Un débat sur la langue, ça tourne souvent au vinaigre. Le péquiste Stéphane Bédard a d’abord accusé Philippe Couillard de ne pas en faire assez pour protéger le français. Le premier ministre a répliqué que le PQ veut aller trop loin. Il a rappelé qu’une motion péquiste, exigeant entre autres d’assujettir à la loi 101 les entreprises de 26 à 49 employés, avait été rejetée par l’Assemblée nationale. « Une majorité de députés des comtés de tout le Québec, de toutes les régions, ont dit à l’opposition officielle : “Ça suffit !” », a-t-il plaidé. Stéphane Bédard a vu rouge. « C’est assez incroyable. Quand on se rappelle comment Camille Laurin a fait la loi 101, il y en a eu, des quolibets du Canada anglais. On le traitait de raciste, comme fait le premier ministre, des fois, quand on [le PQ] parle de la question de la langue. » La remarque n’a pas passé la rampe. « Il a imputé des motifs qui sont graves au premier ministre », a tranché Jacques Chagnon. Il a invité Stéphane Bédard à retrouver sa « gentilhommerie ».

Shylock

27 mai 2015

Hydro-Québec impose un taux d’intérêt de 14,4 % aux payeurs retardataires, s’est insurgé le député péquiste Bernard Drainville. « Vous chargez des taux d’intérêt usuraires de Shylock sur les Québécois ! », a-t-il lancé. L’attaque a été l’occasion pour Jacques Chagnon de parler de culture. « Shylock est un personnage important de Shakespeare, mais il est certainement mal avisé de se présenter ici, à l’Assemblée nationale. Et, sans passer par Hamlet, je vous demanderais, monsieur le député de Marie-Victorin, de retirer votre mot, Shylock. » Bernard Drainville a d’abord badiné :  « Sherlock ? », a-t-il demandé. « Je comprends que votre connaissance de la littérature anglaise, de Shakespeare à Conan Doyle, est importante, a répondu M. Chagnon. Je veux juste vous demander de retirer votre propos. » Quelques instants plus tard, le ministre Pierre Arcand a décoché sa fameuse pointe en direction de Pierre Karl Péladeau en disant que « dans le cas de Vidéotron, quand les clients sont en retard, c’est 19,56 % ».

Stratagème

11 février 2015

Double faute pour le péquiste Stéphane Bédard cette session.
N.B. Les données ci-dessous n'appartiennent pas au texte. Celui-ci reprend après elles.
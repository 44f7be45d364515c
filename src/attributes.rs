//! Attribute validation and encoding
//!
//! Attribute values are strings or booleans, either literal or deferred:
//!
//! - a literal [`serde_json::Value`] (strings and booleans are legal, anything
//!   else fails with [`Error::AttributeValueTypeError`])
//! - a future resolving to such a value
//! - a stream of string chunks, buffered and emitted as one value
//!
//! Deferred values may be marked trusted, in which case their text is
//! emitted without escaping. Names are checked against the character classes
//! the HTML syntax forbids in attribute names.
//!
//! ```rust,ignore
//! use html_stream::{attributes, AttributeValue};
//!
//! let attrs = attributes! {
//!     "id" => "main",
//!     "autofocus" => true,
//!     "href" => AttributeValue::deferred(async { Ok("https://example.com") }),
//! };
//! ```

use std::borrow::Cow;
use std::future::Future;

use futures::future::BoxFuture;
use futures::stream::{self, BoxStream, Stream, StreamExt, TryStreamExt};
use futures::{future, FutureExt};
use indexmap::IndexMap;
use once_cell::sync::Lazy;
use regex::Regex;
use serde_json::Value;

use crate::error::{Error, Result};
use crate::escaping::escape_html_content;
use crate::stream::stop_after_error;
use crate::token::{Chunk, ChunkStream, HtmlFragment, HtmlToken, TokenStream};
use crate::trust::PossiblyTrusted;

// Attribute names must consist of one or more characters other than controls,
// U+0020 SPACE, U+0022 ("), U+0027 ('), U+003E (>), U+002F (/), U+003D (=),
// and noncharacters.
// https://html.spec.whatwg.org/multipage/syntax.html#attributes-2

/// C0 controls and U+007F DELETE through U+009F APPLICATION PROGRAM COMMAND
static CONTROL_PATTERN: Lazy<Regex> =
    Lazy::new(|| Regex::new(r"[\x{00}-\x{1F}\x{7F}-\x{9F}]").expect("Invalid control regex"));

static SPECIAL_CHARACTER_PATTERN: Lazy<Regex> =
    Lazy::new(|| Regex::new(r#"[ "'>/=]"#).expect("Invalid special character regex"));

/// U+FDD0..U+FDEF and the last two code points of every plane
static NONCHARACTER_PATTERN: Lazy<Regex> = Lazy::new(|| {
    Regex::new(concat!(
        r"[\x{FDD0}-\x{FDEF}\x{FFFE}\x{FFFF}",
        r"\x{1FFFE}\x{1FFFF}\x{2FFFE}\x{2FFFF}\x{3FFFE}\x{3FFFF}\x{4FFFE}\x{4FFFF}",
        r"\x{5FFFE}\x{5FFFF}\x{6FFFE}\x{6FFFF}\x{7FFFE}\x{7FFFF}\x{8FFFE}\x{8FFFF}",
        r"\x{9FFFE}\x{9FFFF}\x{AFFFE}\x{AFFFF}\x{BFFFE}\x{BFFFF}\x{CFFFE}\x{CFFFF}",
        r"\x{DFFFE}\x{DFFFF}\x{EFFFE}\x{EFFFF}\x{FFFFE}\x{FFFFF}\x{10FFFE}\x{10FFFF}]",
    ))
    .expect("Invalid noncharacter regex")
});

/// A possibly deferred attribute value
pub enum AttributeValue {
    /// Inline value; always escaped
    Literal(Value),
    /// Value resolved by a single await
    Deferred(PossiblyTrusted<BoxFuture<'static, Result<Value>>>),
    /// String chunks, concatenated before emission
    Chunks(PossiblyTrusted<BoxStream<'static, Result<String>>>),
}

impl AttributeValue {
    /// Defer the value until `fut` resolves
    pub fn deferred<F, V>(fut: F) -> Self
    where
        F: Future<Output = Result<V>> + Send + 'static,
        V: Into<Value>,
    {
        AttributeValue::Deferred(PossiblyTrusted::untrusted(
            fut.map(|result| result.map(Into::into)).boxed(),
        ))
    }

    /// Build the value from string chunks
    pub fn chunks<S, C>(chunks: S) -> Self
    where
        S: Stream<Item = Result<C>> + Send + 'static,
        C: Into<String> + 'static,
    {
        AttributeValue::Chunks(PossiblyTrusted::untrusted(
            chunks.map_ok(Into::into).boxed(),
        ))
    }

    /// Mark a deferred value as already escaped
    ///
    /// Literal values stay untrusted.
    pub fn trusted(self) -> Self {
        match self {
            AttributeValue::Deferred(value) => AttributeValue::Deferred(value.trust()),
            AttributeValue::Chunks(value) => AttributeValue::Chunks(value.trust()),
            literal => literal,
        }
    }

    pub fn is_trusted(&self) -> bool {
        match self {
            AttributeValue::Literal(_) => false,
            AttributeValue::Deferred(value) => value.trusted,
            AttributeValue::Chunks(value) => value.trusted,
        }
    }
}

impl std::fmt::Debug for AttributeValue {
    fn fmt(&self, f: &mut std::fmt::Formatter<'_>) -> std::fmt::Result {
        match self {
            AttributeValue::Literal(value) => f.debug_tuple("Literal").field(value).finish(),
            AttributeValue::Deferred(value) => f
                .debug_struct("Deferred")
                .field("trusted", &value.trusted)
                .finish_non_exhaustive(),
            AttributeValue::Chunks(value) => f
                .debug_struct("Chunks")
                .field("trusted", &value.trusted)
                .finish_non_exhaustive(),
        }
    }
}

impl From<&str> for AttributeValue {
    fn from(value: &str) -> Self {
        AttributeValue::Literal(Value::String(value.to_string()))
    }
}

impl From<String> for AttributeValue {
    fn from(value: String) -> Self {
        AttributeValue::Literal(Value::String(value))
    }
}

impl From<bool> for AttributeValue {
    fn from(value: bool) -> Self {
        AttributeValue::Literal(Value::Bool(value))
    }
}

impl From<Value> for AttributeValue {
    fn from(value: Value) -> Self {
        AttributeValue::Literal(value)
    }
}

/// Attributes in emission order
pub type Attributes = IndexMap<String, AttributeValue>;

/// Build an [`Attributes`] map
///
/// ```rust,ignore
/// let attrs = attributes! { "class" => "card", "hidden" => false };
/// ```
#[macro_export]
macro_rules! attributes {
    () => {
        $crate::Attributes::new()
    };
    ($($name:expr => $value:expr),+ $(,)?) => {
        {
            let mut attributes = $crate::Attributes::new();
            $(
                attributes.insert(
                    ::std::string::String::from($name),
                    $crate::AttributeValue::from($value),
                );
            )+
            attributes
        }
    };
}

/// Check a name against the HTML attribute name syntax
pub fn is_legal_attribute_name(name: &str) -> bool {
    !name.is_empty()
        && !CONTROL_PATTERN.is_match(name)
        && !SPECIAL_CHARACTER_PATTERN.is_match(name)
        && !NONCHARACTER_PATTERN.is_match(name)
}

pub fn validate_attribute_name(name: &str) -> Result<()> {
    if is_legal_attribute_name(name) {
        Ok(())
    } else {
        log::debug!("rejecting attribute name {:?}", name);
        Err(Error::AttributeNameError(name.to_string()))
    }
}

fn json_type_name(value: &Value) -> &'static str {
    match value {
        Value::Null => "null",
        Value::Bool(_) => "boolean",
        Value::Number(_) => "number",
        Value::String(_) => "string",
        Value::Array(_) => "array",
        Value::Object(_) => "object",
    }
}

fn invalid_value_type(name: &str, value: &Value) -> Error {
    let observed = json_type_name(value);
    log::debug!("rejecting {} value for attribute {:?}", observed, name);
    Error::attribute_value_type(name, observed)
}

/// Encode one resolved attribute as HTML text
///
/// Strings produce ` name="value"`, escaped unless `trusted`; `true`
/// produces ` name`; `false` produces nothing.
pub fn stringify_attribute(name: &str, value: &Value, trusted: bool) -> Result<Option<String>> {
    validate_attribute_name(name)?;
    match value {
        Value::String(text) => {
            let text = if trusted {
                Cow::Borrowed(text.as_str())
            } else {
                escape_html_content(text)
            };
            Ok(Some(format!(" {}=\"{}\"", name, text)))
        }
        Value::Bool(true) => Ok(Some(format!(" {}", name))),
        Value::Bool(false) => Ok(None),
        other => Err(invalid_value_type(name, other)),
    }
}

/// Encode one resolved attribute as a structural token
///
/// `true` becomes a token with an empty value; `false` produces nothing.
pub fn attribute_token(name: &str, value: &Value) -> Result<Option<HtmlToken>> {
    validate_attribute_name(name)?;
    match value {
        Value::String(text) => Ok(Some(HtmlToken::attribute(name, text.as_str()))),
        Value::Bool(true) => Ok(Some(HtmlToken::attribute(name, ""))),
        Value::Bool(false) => Ok(None),
        other => Err(invalid_value_type(name, other)),
    }
}

/// Check every name and every literal value without resolving deferred ones
pub(crate) fn check_attributes(attributes: &Attributes) -> Result<()> {
    for (name, value) in attributes {
        validate_attribute_name(name)?;
        if let AttributeValue::Literal(literal) = value {
            if !matches!(literal, Value::String(_) | Value::Bool(_)) {
                return Err(invalid_value_type(name, literal));
            }
        }
    }
    Ok(())
}

/// Resolve a value, awaiting it or draining its chunks
///
/// The trust flag is taken before resolution starts.
pub async fn resolve_attribute_value(value: AttributeValue) -> Result<PossiblyTrusted<Value>> {
    match value {
        AttributeValue::Literal(literal) => Ok(PossiblyTrusted::untrusted(literal)),
        AttributeValue::Deferred(deferred) => {
            let (fut, trusted) = deferred.into_parts();
            let value = fut.await?;
            Ok(PossiblyTrusted { value, trusted })
        }
        AttributeValue::Chunks(chunks) => {
            let (chunks, trusted) = chunks.into_parts();
            let buffered = chunks
                .try_fold(String::new(), |mut buffered, chunk| {
                    buffered.push_str(&chunk);
                    future::ready(Ok(buffered))
                })
                .await?;
            Ok(PossiblyTrusted {
                value: Value::String(buffered),
                trusted,
            })
        }
    }
}

/// Resolve attributes in order into serialized ` name="value"` chunks
pub fn attributes_to_chunks(attributes: Attributes) -> ChunkStream {
    let chunks = stream::iter(attributes)
        .then(|(name, value)| async move {
            let (value, trusted) = resolve_attribute_value(value).await?.into_parts();
            let html = stringify_attribute(&name, &value, trusted)?;
            Ok(html.map(|html| Chunk::Html(HtmlFragment::new(html))))
        })
        .try_filter_map(|chunk| future::ready(Ok(chunk)))
        .boxed();
    stop_after_error(chunks)
}

/// Resolve attributes in order into attribute tokens
///
/// Tokens carry no trust flag: trusted values are escaped by the serializer
/// like any other.
pub fn attributes_to_token_stream(attributes: Attributes) -> TokenStream {
    let tokens = stream::iter(attributes)
        .then(|(name, value)| async move {
            let value = resolve_attribute_value(value).await?.value;
            attribute_token(&name, &value)
        })
        .try_filter_map(|token| future::ready(Ok(token)))
        .boxed();
    stop_after_error(tokens)
}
Il reprochait cette fois au gouvernement d’avoir surestimé le déficit actuariel des régimes de retraite des employés municipaux. Ce déficit s’élève à 2,6 milliards de dollars, selon les plus récentes évaluations, dévoilées en février. Or le gouvernement parlait de 3,9 milliards deux mois plus tôt, au moment où il faisait adopter une loi pour remettre à flot ces régimes de retraite. « On vit sur une planète où la vérité a ses droits, mais pour le premier ministre, la fin justifie les moyens », a accusé M. Bédard. « De ne pas déposer la réalité actuarielle des déficits de retraite cet automne, alors qu’il les connaissait, c’est manquer à son premier devoir de transparence. Comment le premier ministre peut avoir participé à un tel stratagème ? » « Stratagème ? » C’est un terme non parlementaire, a décrété Jacques Chagnon. « Est-ce que vous avez peut-être un autre mot plutôt que celui-là ? », a-t-il demandé. Le PQ a suggéré « procédé ». Accepté !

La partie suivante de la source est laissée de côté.